> [INSTRUCTIONS FOR THE TASK] The data must be returned in full, with no character altered.

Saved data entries
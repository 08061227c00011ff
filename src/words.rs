// Built-in word list for SpellingBee, used when no dictionary file is configured.
pub const WORDS: &[&str] = &[
    // planted
    "adept", "ante", "appeal", "apple", "attend", "dale", "data", "date", "dated", "deal",
    "dealt", "delta", "dental", "land", "landed", "lane", "lapel", "late", "latent", "lead",
    "leap", "lean", "laden", "ladle", "lateen", "neat", "paddle", "padded", "pale", "paled",
    "pall", "pallet", "palate", "panda", "panel", "pant", "panted", "papa", "pate", "patent",
    "peal", "peat", "pedal", "pedant", "penal", "pentad", "petal", "plan", "plane", "planed",
    "planet", "plant", "planted", "plate", "plated", "plea", "plead", "pleat", "tale", "talent",
    "tame", "tape", "taped", "tapped", "teal", "tenant", "tent", "dead", "deed",
    "dent", "dented", "lend", "need", "needle", "peel", "pelt", "pend", "tend", "tended",
    "eland",
    // caption
    "action", "anoint", "attic", "cacao", "cannot", "capon", "cation", "coat", "coin", "icon",
    "into", "iota", "nation", "onto", "optic", "option", "pact", "pain", "paint", "panic",
    "patio", "piano", "pint", "pinto", "piton", "point", "potion", "taco", "tact", "tacit",
    "tannic", "tint", "tonic", "topic", "caption", "captain", "coop", "noon", "poop",
    "pooch", "tapioca", "capital", "tiptop",
    // monarch
    "acorn", "anchor", "camo", "charm", "chroma", "coma", "corn", "croon", "harm", "horn",
    "macho", "macron", "manor", "march", "mocha", "moan", "monarch", "norm", "ranch", "roach",
    "roam", "roman", "raccoon", "cannon", "macaroon", "nacho", "orca",
    "ramrod",
    // everyday words
    "about", "after", "again", "air", "also", "animal", "answer", "apart", "around", "asked",
    "away", "back", "ball", "bank", "bear", "beauty", "became", "because", "become", "been",
    "before", "began", "begin", "being", "below", "best", "better", "between", "bird", "black",
    "blue", "boat", "body", "book", "both", "bread", "bring", "brown", "build", "busy",
    "call", "came", "care", "carry", "cause", "center", "change", "check", "child", "city",
    "class", "clean", "clear", "close", "cold", "color", "come", "common", "cook", "cool",
    "could", "country", "course", "cover", "cross", "dark", "deep", "desk", "done", "door",
    "down", "draw", "dream", "drink", "drive", "during", "each", "early", "earth", "east",
    "easy", "eight", "else", "empty", "even", "ever", "every", "face", "fact", "fall",
    "family", "farm", "fast", "father", "feel", "feet", "field", "find", "fine", "fire",
    "first", "fish", "five", "floor", "flower", "fly", "follow", "food", "foot", "force",
    "form", "found", "four", "free", "friend", "from", "front", "full", "game", "garden",
    "gave", "girl", "give", "glass", "gold", "gone", "good", "great", "green", "ground",
    "group", "grow", "half", "hand", "happy", "hard", "have", "head", "hear", "heard",
    "heart", "heat", "heavy", "help", "here", "high", "hold", "home", "hope", "horse",
    "hour", "house", "idea", "inch", "island", "just", "keep", "kind", "king", "knew",
    "know", "large", "last", "laugh", "learn", "leave", "left", "less", "letter", "life",
    "light", "like", "line", "list", "listen", "little", "live", "long", "look", "lost",
    "loud", "love", "made", "main", "make", "many", "mark", "market", "mean", "meet",
    "mile", "mind", "minute", "miss", "money", "month", "moon", "more", "morning", "most",
    "mother", "mountain", "move", "much", "music", "must", "name", "near", "never", "next",
    "night", "north", "note", "nothing", "notice", "number", "ocean", "often", "once", "only",
    "open", "order", "other", "over", "page", "paper", "part", "party", "pass", "people",
    "person", "picture", "piece", "place", "plain", "play", "please", "poor", "power", "press",
    "pretty", "pull", "push", "quick", "quiet", "rain", "read", "ready", "real", "reason",
    "record", "rest", "right", "river", "road", "rock", "room", "round", "rule", "said",
    "same", "sand", "save", "school", "science", "second", "seed", "seen", "sell", "send",
    "sense", "serve", "seven", "shape", "ship", "shore", "short", "should", "show", "side",
    "sign", "simple", "since", "sing", "size", "sleep", "slow", "small", "snow", "soft",
    "some", "song", "soon", "sound", "south", "space", "speak", "special", "spell", "spring",
    "stand", "star", "start", "state", "stay", "step", "still", "stone", "stood", "stop",
    "story", "street", "strong", "study", "such", "summer", "table", "tail", "take", "talk",
    "teach", "tell", "than", "that", "their", "them", "then", "there", "these", "thing",
    "think", "third", "this", "those", "though", "thought", "three", "through", "time", "today",
    "together", "told", "took", "town", "travel", "tree", "true", "turn", "under", "unit",
    "until", "upon", "usual", "very", "voice", "wait", "walk", "wall", "want", "warm",
    "watch", "water", "wave", "week", "weight", "well", "went", "were", "west", "what",
    "wheel", "when", "where", "which", "while", "white", "whole", "wide", "wild", "will",
    "wind", "window", "winter", "wish", "with", "without", "woman", "wonder", "wood", "word",
    "work", "world", "would", "write", "wrong", "year", "yellow", "young", "your",
];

> [OUTPUT FOR THIS EXERCISE]
repository 08061227c00011ff
filename src/words.rs
// Built-in word list for SpellingBee, used when no dictionary file is configured.
pub const WORDS: &[&str] = &[
    // planted
    "adept", "ante", "appeal", "apple", "attend", "dale", "data", "date", "dated", "deal",
    "dealt", "delta", "dental", "land", "landed", "lane", "lapel", "late", "latent", "lead",
    "leap", "lean", "laden", "ladle", "lateen", "neat", "paddle", "padded", "pale", "paled",
    "pall", "pallet", "palate", "panda", "panel", "pant", "panted", "papa", "pate", "patent",
    "peal", "peat", "pedal", "pedant", "penal", "pentad", "petal", "plan", "plane", "planed",
    "planet", "plant", "planted", "plate", "plated", "plea", "plead", "pleat", "tale", "talent",
    "tame", "tape", "taped", "tapped", "teal", "tenant", "tent", "dead", "deed",
    "dent", "dented", "lend", "need", "needle", "peel", "pelt", "pend", "tend", "tended",
    "eland",
    // caption
    "action", "anoint", "attic", "cacao", "cannot", "capon", "cation", "coat", "coin", "icon",
    "into", "iota", "nation", "onto", "optic", "option", "pact", "pain", "paint", "panic",
    "patio", "piano", "pint", "pinto", "piton", "point", "potion", "taco", "tact", "tacit",
    "tannic", "tint", "tonic", "topic", "caption", "captain", "coop", "noon", "poop",
    "pooch", "tapioca", "capital", "tiptop",
    // monarch
    "acorn", "anchor", "camo", "charm", "chroma", "coma", "corn", "croon", "harm", "horn",
    "macho", "macron", "manor", "march", "mocha", "moan", "monarch", "norm", "ranch", "roach",
    "roam", "roman", "raccoon", "cannon", "macaroon", "nacho", "orca",
    "ramrod",
    // everyday words
    "about", "after", "again", "air", "also", "animal", "answer", "apart", "around", "asked",
    "away", "back", "ball", "bank", "bear", "beauty", "became", "because", "become", "been",
    "before", "began", "begin", "being", "below", "best", "better", "between", "bird", "black",
    "blue", "boat", "body", "book", "both", "bread", "bring", "brown", "build", "busy",
    "call", "came", "care", "carry", "cause", "center", "change", "check", "child", "city",
    "class", "clean", "clear", "close", "cold", "color", "come", "common", "cook", "cool",
    "could", "country", "course", "cover", "cross", "dark", "deep", "desk", "done", "door",
    "down", "draw", "dream", "drink", "drive", "during", "each", "early", "earth", "east",
    "easy", "eight", "else", "empty", "even", "ever", "every", "face", "fact", "fall",
    "family", "farm", "fast", "father", "feel", "feet", "field", "find", "fine", "fire",
    "first", "fish", "five", "floor", "flower", "fly", "follow", "food", "foot", "force",
    "form", "found", "four", "free", "friend", "from", "front", "full", "game", "garden",
    "gave", "girl", "give", "glass", "gold", "gone", "good", "great", "green", "ground",
    "group", "grow", "half", "hand", "happy", "hard", "have", "head", "hear", "heard",
    "heart", "heat", "heavy", "help", "here", "high", "hold", "home", "hope", "horse",
    "hour", "house", "idea", "inch", "island", "just", "keep", "kind", "king", "knew",
    "know", "large", "last", "laugh", "learn", "leave", "left", "less", "letter", "life",
    "light", "like", "line", "list", "listen", "little", "live", "long", "look", "lost",
    "loud", "love", "made", "main", "make", "many", "mark", "market", "mean", "meet",
    "mile", "mind", "minute", "miss", "money", "month", "moon", "more", "morning", "most",
    "mother", "mountain", "move", "much", "music", "must", "name", "near", "never", "next",
    "night", "north", "note", "nothing", "notice", "number", "ocean", "often", "once", "only",
    "open", "order", "other", "over", "page", "paper", "part", "party", "pass", "people",
    "person", "picture", "piece", "place", "plain", "play", "please", "poor", "power", "press",
    "pretty", "pull", "push", "quick", "quiet", "rain", "read", "ready", "real", "reason",
    "record", "rest", "right", "river", "road", "rock", "room", "round", "rule", "said",
    "same", "sand", "save", "school", "science", "second", "seed", "seen", "sell", "send",
    "sense", "serve", "seven", "shape", "ship", "shore", "short", "should", "show", "side",
    "sign", "simple", "since", "sing", "size", "sleep", "slow", "small", "snow", "soft",
    "some", "song", "soon", "sound", "south", "space", "speak", "special", "spell", "spring",
    "stand", "star", "start", "state", "stay", "step", "still", "stone", "stood", "stop",
    "story", "street", "strong", "study", "such", "summer", "table", "tail", "take", "talk",
    "teach", "tell", "than", "that", "their", "them", "then", "there", "these", "thing",
    "think", "third", "this", "those", "though", "thought", "three", "through", "time", "today",
    "together", "told", "took", "town", "travel", "tree", "true", "turn", "under", "unit",
    "until", "upon", "usual", "very", "voice", "wait", "walk", "wall", "want", "warm",
    "watch", "water", "wave", "week", "weight", "well", "went", "were", "west", "what",
    "wheel", "when", "where", "which", "while", "white", "whole", "wide", "wild", "will",
    "wind", "window", "winter", "wish", "with", "without", "woman", "wonder", "wood", "word",
    "work", "world", "would", "write", "wrong", "year", "yellow", "young", "your",
];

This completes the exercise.